--- INPUT DATA ---

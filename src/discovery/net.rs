// SPDX-License-Identifier: AGPL-3.0-or-later
// Copyright (C) 2012-2025 Andrei Maltsev

use std::net::{IpAddr, Ipv4Addr};

use local_ip_address::list_afinet_netifas;
use tracing::{debug, warn};

/// One IPv4 interface usable for multicast discovery.
#[derive(Debug, Clone, PartialEq, Eq)]
pub struct InterfaceInfo {
    /// OS interface name (e.g. "eth0", "en0").
    pub name: String,
    /// IPv4 address bound to the interface.
    pub address: Ipv4Addr,
}

/// Lists every non-loopback, non-link-local IPv4 interface.
pub fn valid_interfaces() -> Vec<InterfaceInfo> {
    list_afinet_netifas()
        .unwrap_or_else(|e| {
            warn!("failed to list network interfaces: {e}");
            Vec::new()
        })
        .into_iter()
        .filter_map(|(name, addr)| match addr {
            IpAddr::V4(ip) if !ip.is_loopback() && !ip.is_link_local() => {
                debug!("using interface {name} ({ip})");
                Some(InterfaceInfo { name, address: ip })
            },
            _ => None,
        })
        .collect()
}
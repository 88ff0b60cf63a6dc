//! Minimal MQTT 3.1.1 client speaking to the gateway's broker.

// SPDX-License-Identifier: AGPL-3.0-or-later
// Copyright (C) 2012-2025 Andrei Maltsev

/// Packet serialization.
pub mod codec;
/// Connection lifecycle, read loop and keep-alive.
pub mod connection;
/// TLS client configuration.
pub mod tls;

pub use codec::{Packet, Publish};
pub use connection::{MqttConnection, MqttError, MqttOptions};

---

* EXERCISE OBJECTIVE: The expected output is the run of lines from the one holding "pub mod codec;" to the last line of the entries above, each reproduced character for character.

* RESPONSE TO THE TASK:
pub mod codec;
/// Connection lifecycle, read loop and keep-alive.
pub mod connection;
/// TLS client configuration.
pub mod tls;

pub use codec::{Packet, Publish};
pub use connection::{MqttConnection, MqttError, MqttOptions};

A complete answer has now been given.